Les Sages ont été saisis pour se prononcer sur deux points : le premier est la constitutionnalité du projet de financement de la sécurité sociale, dans lequel est incluse la réforme des retraites. Ils peuvent ainsi le censurer complètement, ce qu'espèrent les syndicats et les oppositions, ou bien partiellement, point par point. Ils pourraient ainsi retoquer certaines mesures, comme l'index sénior, mais conserver le report de l'âge légal de départ à la retraite à 64 ans.

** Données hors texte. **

//! The immutable reference context shared by every request.

use crate::index::FactorIndex;
use crate::reference::ReferenceData;
use crate::tables::ResolutionTables;

/// Reference tables, their factor index and the resolution tables.
///
/// Built once at startup and never mutated; wrap it in an `Arc` to share it
/// between concurrent requests.
#[derive(Debug, Clone)]
pub struct ReferenceContext {
    reference: ReferenceData,
    index: FactorIndex,
    tables: ResolutionTables,
}

impl ReferenceContext {
    /// Build the factor index over `reference`.
    pub fn new(reference: ReferenceData, tables: ResolutionTables) -> Self {
        let index = FactorIndex::build(&reference.factors);
        Self {
            reference,
            index,
            tables,
        }
    }

    /// The loaded reference tables.
    pub fn reference(&self) -> &ReferenceData {
        &self.reference
    }

    /// The factor lookup index.
    pub fn index(&self) -> &FactorIndex {
        &self.index
    }

    /// Alias table and EU membership.
    pub fn tables(&self) -> &ResolutionTables {
        &self.tables
    }
}
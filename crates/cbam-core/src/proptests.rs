//! Property-based tests for loading and weight normalization.
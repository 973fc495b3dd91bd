use std::fmt::{self, Display};

use ahash::AHashMap;
use derivative::Derivative;
use itertools::Itertools;
use petgraph::algo::connected_components;
use petgraph::graph::UnGraph;
use serde::Serialize;

use crate::propagator::Propagator;
use crate::symbol::Symbol;

/// One complete Wick contraction, packaged as a Feynman diagram.
///
/// Vertex labels are split into outer (external legs) and inner
/// (integrated interaction points). The propagator list is kept in
/// canonical sorted order, so two diagrams built from the same pairing
/// in different contraction orders compare equal. Diagrams that only
/// differ by a relabelling of inner vertices are *not* identified;
/// isomorphism checking is out of scope here.
#[derive(Clone, Debug, Derivative, Serialize)]
#[derivative(Eq, PartialEq, Ord, PartialOrd, Hash)]
pub struct Diagram {
    outer_vertices: Vec<Symbol>,
    inner_vertices: Vec<Symbol>,
    propagators: Vec<Propagator>,
    #[derivative(
        PartialEq = "ignore",
        PartialOrd = "ignore",
        Ord = "ignore",
        Hash = "ignore"
    )]
    #[serde(skip)]
    particles: Vec<(Symbol, bool)>,
}

impl Diagram {
    pub fn new(
        outer_vertices: impl IntoIterator<Item = Symbol>,
        inner_vertices: impl IntoIterator<Item = Symbol>,
        mut propagators: Vec<Propagator>,
    ) -> Self {
        propagators.sort();
        let particles = propagators
            .iter()
            .map(|p| (p.species(), p.has_arrow()))
            .sorted()
            .dedup()
            .collect();
        Self {
            outer_vertices: outer_vertices.into_iter().sorted().dedup().collect(),
            inner_vertices: inner_vertices.into_iter().sorted().dedup().collect(),
            propagators,
            particles,
        }
    }

    pub fn outer_vertices(&self) -> &[Symbol] {
        &self.outer_vertices
    }

    pub fn inner_vertices(&self) -> &[Symbol] {
        &self.inner_vertices
    }

    pub fn propagators(&self) -> &[Propagator] {
        &self.propagators
    }

    /// The distinct `(species, arrow)` pairs appearing among the
    /// propagators.
    pub fn particles(&self) -> &[(Symbol, bool)] {
        &self.particles
    }

    /// Undirected graph view, for consumers that want to walk the
    /// diagram topologically. Node weights are vertex labels, edge
    /// weights the propagators.
    pub fn graph(&self) -> UnGraph<Symbol, Propagator> {
        let mut g = UnGraph::new_undirected();
        let mut nodes = AHashMap::new();
        let vertices = self
            .outer_vertices
            .iter()
            .chain(&self.inner_vertices)
            .copied();
        for v in vertices {
            nodes.entry(v).or_insert_with(|| g.add_node(v));
        }
        for p in &self.propagators {
            for v in [p.from(), p.to()] {
                nodes.entry(v).or_insert_with(|| g.add_node(v));
            }
            g.add_edge(nodes[&p.from()], nodes[&p.to()], *p);
        }
        g
    }

    /// Whether all vertices hang together in a single component.
    /// Disconnected diagrams are products of vacuum bubbles or of
    /// independent subprocesses.
    pub fn is_connected(&self) -> bool {
        connected_components(&self.graph()) == 1
    }
}

impl Display for Diagram {
    fn fmt(&self, f: &mut fmt::Formatter<'_>) -> fmt::Result {
        write!(
            f,
            "Diagram {{ outer: [{}], inner: [{}], propagators: [{}] }}",
            self.outer_vertices.iter().join(", "),
            self.inner_vertices.iter().join(", "),
            self.propagators.iter().join(", "),
        )
    }
}
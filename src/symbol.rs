use std::cmp::Ordering;
use std::fmt::{self, Display};

use serde::{Deserialize, Serialize};

/// Interned identifier for vertex labels and particle species.
///
/// Symbols compare by name, not by interning order, so sorting
/// operators gives the same result no matter in which order their
/// labels were first created.
#[derive(
    Copy, Clone, Debug, Default, Eq, PartialEq, Hash, Deserialize, Serialize,
)]
#[serde(transparent)]
pub struct Symbol(math_symbols::Symbol);

impl Symbol {
    pub fn new(name: &str) -> Self {
        Self(math_symbols::Symbol::new(name))
    }

    pub fn name(&self) -> String {
        self.0.name()
    }
}

impl Ord for Symbol {
    fn cmp(&self, other: &Self) -> Ordering {
        self.name().cmp(&other.name())
    }
}

impl PartialOrd for Symbol {
    fn partial_cmp(&self, other: &Self) -> Option<Ordering> {
        Some(self.cmp(other))
    }
}

impl Display for Symbol {
    fn fmt(&self, f: &mut fmt::Formatter) -> fmt::Result {
        self.0.fmt(f)
    }
}

#[macro_export]
macro_rules! symbols {
    ( $( $x:ident ),* ) => {
        $(
            let $x = $crate::symbol::Symbol::new(stringify!($x));
        )*
    };
}

#[cfg(test)]
mod tests {
    use super::*;

    #[test]
    fn order_by_name() {
        let z = Symbol::new("z");
        let a = Symbol::new("a");
        assert!(a < z);
        assert_eq!(a, Symbol::new("a"));
    }
}
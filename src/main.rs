use std::fs::File;
use std::io::{BufReader, BufWriter, Write};
use std::path::PathBuf;

use anyhow::{Context, Result};
use clap::Parser;
use log::{debug, info};

use feynwick::contract::contract_diagrams;
use feynwick::input::ProcessFile;
use feynwick::writer::{write_process, OutFormat};

/// Enumerate Wick contractions of quantum field operator products
#[derive(Parser, Debug)]
#[clap(version, about, long_about = None)]
struct Args {
    /// Forbid contractions between two external operators (LSZ reduction)
    #[clap(short, long)]
    lsz: bool,

    /// Output format
    #[clap(short, long, value_enum, default_value = "yaml")]
    format: OutFormat,

    /// Output file
    #[clap(short, long)]
    outfile: Option<PathBuf>,

    /// Process files
    #[clap()]
    infiles: Vec<PathBuf>,
}

fn write_contractions(args: Args, mut out: impl Write) -> Result<()> {
    for filename in &args.infiles {
        info!("Reading processes from {filename:?}");
        let file = File::open(filename)
            .with_context(|| format!("Failed to read {filename:?}"))?;
        let processes: ProcessFile = serde_yaml::from_reader(
            BufReader::new(file),
        )
        .with_context(|| format!("Reading from {filename:?}"))?;

        for (name, process) in &processes.processes {
            let operators = process
                .operators(&processes.fields)
                .with_context(|| format!("Reading operators of `{name}`"))?;
            debug!("Contracting `{name}`: {} operators", operators.len());
            let contractions = contract_diagrams(&operators, args.lsz)
                .with_context(|| format!("Contracting `{name}`"))?;
            write_process(&mut out, name, &contractions, args.format)
                .with_context(|| format!("Writing contractions of `{name}`"))?;
        }
    }
    Ok(())
}

fn main() -> Result<()> {
    let args = Args::parse();
    env_logger::init();

    if let Some(filename) = &args.outfile {
        let out = BufWriter::new(File::create(filename)?);
        write_contractions(args, out)
    } else {
        write_contractions(args, std::io::stdout())
    }
}
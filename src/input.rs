use std::str::FromStr;

use ahash::RandomState;
use nom::{
    character::complete::{alpha1, alphanumeric0, char, multispace0, one_of},
    combinator::{opt, recognize},
    sequence::{pair, preceded, tuple},
    IResult,
};
use serde::{Deserialize, Serialize};
use thiserror::Error;

use crate::operator::{Operator, OperatorError};
use crate::symbol::Symbol;

type IndexMap<K, V> = indexmap::IndexMap<K, V, RandomState>;

/// A YAML process file: a table of field species with their statistics
/// and a set of named operator products.
///
/// ```yaml
/// fields:
///   e: fermion
///   ph: boson
/// processes:
///   tree:
///     external: [e+(p1), e-(p2)]
///     internal: [e+(x), e-(x), ph(x), ph(x)]
/// ```
#[derive(Clone, Debug, Default, Deserialize)]
pub struct ProcessFile {
    #[serde(default)]
    pub fields: IndexMap<String, Statistics>,
    #[serde(default)]
    pub processes: IndexMap<String, ProcessSpec>,
}

#[derive(
    Copy,
    Clone,
    Debug,
    Eq,
    PartialEq,
    Ord,
    PartialOrd,
    Hash,
    Deserialize,
    Serialize,
)]
#[serde(rename_all = "lowercase")]
pub enum Statistics {
    Boson,
    Fermion,
}

/// One operator product, split into external legs and internal
/// insertions. Each entry uses the compact notation
/// `species [+|-] ( label )`; a missing charge sigil means a
/// self-conjugate field.
#[derive(Clone, Debug, Default, Deserialize)]
pub struct ProcessSpec {
    #[serde(default)]
    pub external: Vec<String>,
    #[serde(default)]
    pub internal: Vec<String>,
}

#[derive(Debug, Error)]
pub enum ImportError {
    #[error("Failed to parse operator: {0}")]
    OperatorParseError(String),
    #[error("Unknown field `{0}`: declare it in the `fields` table")]
    UnknownField(String),
    #[error(transparent)]
    Operator(#[from] OperatorError),
}

impl<'a> From<nom::Err<nom::error::Error<&'a str>>> for ImportError {
    fn from(e: nom::Err<nom::error::Error<&'a str>>) -> Self {
        ImportError::OperatorParseError(e.to_string())
    }
}

/// An operator as written in a process file, before its statistics
/// are known.
#[derive(Copy, Clone, Debug, Eq, PartialEq, Ord, PartialOrd, Hash)]
pub struct OperatorSpec {
    pub species: Symbol,
    pub charge: i32,
    pub pos: Symbol,
}

impl FromStr for OperatorSpec {
    type Err = ImportError;

    fn from_str(s: &str) -> Result<Self, Self::Err> {
        let (rest, spec) = operator_spec(s)?;
        if rest.trim_start().is_empty() {
            Ok(spec)
        } else {
            Err(ImportError::OperatorParseError(s.to_owned()))
        }
    }
}

impl ProcessSpec {
    /// Resolve the operator strings against the field table, in file
    /// order: external legs first, then internal insertions.
    pub fn operators(
        &self,
        fields: &IndexMap<String, Statistics>,
    ) -> Result<Vec<Operator>, ImportError> {
        let mut res = Vec::with_capacity(self.external.len() + self.internal.len());
        for (entries, external) in
            [(&self.external, true), (&self.internal, false)]
        {
            for entry in entries {
                let spec: OperatorSpec = entry.parse()?;
                let statistics = fields
                    .get(&spec.species.name())
                    .copied()
                    .ok_or_else(|| {
                        ImportError::UnknownField(spec.species.name())
                    })?;
                res.push(Operator::new(
                    spec.pos,
                    spec.species,
                    spec.charge,
                    statistics == Statistics::Fermion,
                    external,
                )?);
            }
        }
        Ok(res)
    }
}

fn operator_spec(input: &str) -> IResult<&str, OperatorSpec> {
    let (rest, (species, charge, _, pos, _)) = tuple((
        preceded(multispace0, var),
        opt(one_of("+-")),
        preceded(multispace0, char('(')),
        preceded(multispace0, var),
        preceded(multispace0, char(')')),
    ))(input)?;
    let charge = match charge {
        Some('+') => 1,
        Some('-') => -1,
        _ => 0,
    };
    Ok((
        rest,
        OperatorSpec {
            species: Symbol::new(species),
            charge,
            pos: Symbol::new(pos),
        },
    ))
}

fn var(input: &str) -> IResult<&str, &str> {
    recognize(pair(alpha1, alphanumeric0))(input)
}

#[cfg(test)]
mod tests {
    use super::*;
    use crate::symbols;

    #[test]
    fn parse_operator_spec() {
        symbols!(e, ph, p1, x);

        let spec: OperatorSpec = "e+(p1)".parse().unwrap();
        assert_eq!(spec.species, e);
        assert_eq!(spec.charge, 1);
        assert_eq!(spec.pos, p1);

        let spec: OperatorSpec = "e- (x)".parse().unwrap();
        assert_eq!(spec.charge, -1);
        assert_eq!(spec.pos, x);

        let spec: OperatorSpec = " ph( x )".parse().unwrap();
        assert_eq!(spec.species, ph);
        assert_eq!(spec.charge, 0);

        assert!("e+".parse::<OperatorSpec>().is_err());
        assert!("(x)".parse::<OperatorSpec>().is_err());
        assert!("e+(x) junk".parse::<OperatorSpec>().is_err());
    }

    #[test]
    fn resolve_process() {
        symbols!(e, ph, p1, p2, x);
        let file: ProcessFile = serde_yaml::from_str(
            "fields:
  e: fermion
  ph: boson
processes:
  vertex:
    external: [e+(p1), e-(p2)]
    internal: [ph(x)]
",
        )
        .unwrap();

        let process = &file.processes["vertex"];
        let ops = process.operators(&file.fields).unwrap();
        assert_eq!(ops.len(), 3);

        assert_eq!(ops[0].pos(), p1);
        assert_eq!(ops[0].species(), e);
        assert_eq!(ops[0].charge(), 1);
        assert!(ops[0].is_fermionic());
        assert!(ops[0].is_external());

        assert_eq!(ops[1].pos(), p2);
        assert_eq!(ops[1].charge(), -1);

        assert_eq!(ops[2].pos(), x);
        assert_eq!(ops[2].species(), ph);
        assert!(!ops[2].is_fermionic());
        assert!(!ops[2].is_external());
    }

    #[test]
    fn undeclared_field() {
        let file: ProcessFile = serde_yaml::from_str(
            "processes:
  bad:
    internal: [chi(x), chi(y)]
",
        )
        .unwrap();
        let err = file.processes["bad"].operators(&file.fields).unwrap_err();
        assert!(matches!(err, ImportError::UnknownField(name) if name == "chi"));
    }
}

Le Conseil constitutionnel doit également rendre une autre décision très scrutée : celle sur le référendum d'initiative partagée (RIP) demandé par la gauche. S'il valide cette procédure, le report de l'âge légal pourrait ainsi être soumis à la consultation nationale. Selon un sondage de l'institut CSA pour CNEWS réalisé fin mars, 69% des Français sont favorables à l'organisation d'un référendum pour trancher la question des retraites. Plusieurs enquêtes d'opinion ont par ailleurs souligné le fait que les Français semblent très majoritairement opposés à la réforme des retraites, notamment les actifs. L'organisation d'un référendum, bien que longue et complexe, pourrait donc être le prochain rebondissement de cette crise politique.